D’une reprise au premier poteau, Hwang Sun-hong ouvre le score dès la 26e minute, en trompant Jerzy Dudek. Pan sur le bec ! Et, question sensation forte, ce n’est pas fini… Dès la reprise, c’est Yoo Sang-chul, d’une frappe sèche des dix-huit mètres, qui surprend le portier polonais dont les gants “vidéo gag“ vibrent encore. Pas assez ferme, la main, Jerzy !

Dudek se rachète pas la suite, en repoussant les assauts incessants des Guerriers Taeguk. Mais ça ne sauvera pas Tomasz Waldoch et ses coéquipiers d’un premier revers lors de ce Mondial asiatique inédit. De son côté, Guus Hiddink peut savourer : la Corée du Sud n’en est qu’au tout début de ses exploits. Au cours du tournoi, le Portugal, l’Italie et l’Espagne déjoueront, à leur tour, contre les héros de Séoul. Seule l’Allemagne en demi-finales stoppera l’épopée coréenne.

Nicolas Gettliffe

 

LE BUREAU DES LÉGENDES

Preben Elkjær-Larsen : star de l’Euro 1984 en France avec le Danemark, le Bison de Copenhague entame le Mondial 1986 au Mexique, le tout premier pour sa sélection, de la plus belle des façons.
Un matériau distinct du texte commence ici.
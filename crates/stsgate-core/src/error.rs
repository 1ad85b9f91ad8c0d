//! Error types for stsgate.
//!
//! Every variant is terminal for the call that produced it and is surfaced
//! verbatim at the invocation boundary. Variants carry only diagnostic
//! context that is safe to log: never raw tokens, signatures or secrets.

use thiserror::Error;

#[derive(Debug, Error)]
pub enum Error {
    // Key source errors
    #[error("Key source unreachable: {0}")]
    KeySourceUnreachable(String),

    // Structural errors
    #[error("Malformed token: {0}")]
    MalformedToken(String),

    // Key lookup errors
    #[error("No signing key matches key id {key_id:?}")]
    NoMatchingKey { key_id: String },

    #[error("Key id {key_id:?} matches {matches} signing keys")]
    AmbiguousKey { key_id: String, matches: usize },

    // Signature errors
    #[error("Signature invalid: {0}")]
    SignatureInvalid(String),

    // Standard claim errors
    #[error("Token expired at {exp}")]
    TokenExpired { exp: i64 },

    #[error("Token not valid before {not_before} ({claim})")]
    TokenNotYetValid { claim: &'static str, not_before: i64 },

    #[error("Issuer mismatch: got {found:?}")]
    IssuerMismatch { found: Option<String> },

    #[error("Audience mismatch: got {found:?}")]
    AudienceMismatch { found: Option<String> },

    // Policy errors
    #[error("Claim rule {rule_index} failed for claim {claim:?}")]
    ClaimMismatch { rule_index: usize, claim: String },

    // Downstream errors
    #[error("Credential issuance failed: {0}")]
    CredentialIssuance(String),

    // Startup errors
    #[error("Invalid configuration: {0}")]
    Config(String),
}

pub type Result<T> = std::result::Result<T, Error>;

impl Error {
    /// Stable wire code for this error kind.
    pub fn code(&self) -> &'static str {
        match self {
            Error::KeySourceUnreachable(_) => "KEY_SOURCE_UNREACHABLE",
            Error::MalformedToken(_) => "MALFORMED_TOKEN",
            Error::NoMatchingKey { .. } => "NO_MATCHING_KEY",
            Error::AmbiguousKey { .. } => "AMBIGUOUS_KEY",
            Error::SignatureInvalid(_) => "SIGNATURE_INVALID",
            Error::TokenExpired { .. } => "TOKEN_EXPIRED",
            Error::TokenNotYetValid { .. } => "TOKEN_NOT_YET_VALID",
            Error::IssuerMismatch { .. } => "ISSUER_MISMATCH",
            Error::AudienceMismatch { .. } => "AUDIENCE_MISMATCH",
            Error::ClaimMismatch { .. } => "CLAIM_MISMATCH",
            Error::CredentialIssuance(_) => "CREDENTIAL_ISSUANCE_ERROR",
            Error::Config(_) => "INVALID_CONFIGURATION",
        }
    }

    /// Whether the caller's token caused this error, as opposed to an
    /// upstream or local fault.
    pub fn is_client_error(&self) -> bool {
        !matches!(
            self,
            Error::KeySourceUnreachable(_) | Error::CredentialIssuance(_) | Error::Config(_)
        )
    }

    /// Whether the token was authentic but its claims were refused.
    pub fn is_policy_denial(&self) -> bool {
        matches!(self, Error::ClaimMismatch { .. })
    }
}

impl From<serde_json::Error> for Error {
    fn from(err: serde_json::Error) -> Self {
        Error::MalformedToken(err.to_string())
    }
}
Dans la pittoresque commune de Nezahualcóyotl, “PEL“ trouve l’ouverture avant l’heure de jeu, contre l’Ecosse, et l’attaquant offre un premier et précieux succès à la « Danish Dynamite ».

Marc Wilmots : ce jour-là à Saitama, le 4 juin 2002, le milieu de terrain belge réussit une “CR7“. Contre le Japon, le Wallon réalise un ciseau retourné victorieux, idéal pour ouvrir le score dans ce match spectaculaire (2-2). Capitaine des Diables Rouges, il se montre en leader respecté et indispensable à sa sélection.

Jun’ichi Inamoto : au cours de ce match, averti à la 54e minute, le milieu défensif nippon réagit trois minutes plus tard, de façon plus positive. Après un rush spectaculaire, il permet au Japon de mener 2-1 contre la Belgique… pour seulement huit petites minutes, avant l’égalisation de Peter van der Heyden. Quant à Inamoto, le joueur de Gamba Osaka rebondira ensuite en Europe, d’Arsenal au Stade Rennais.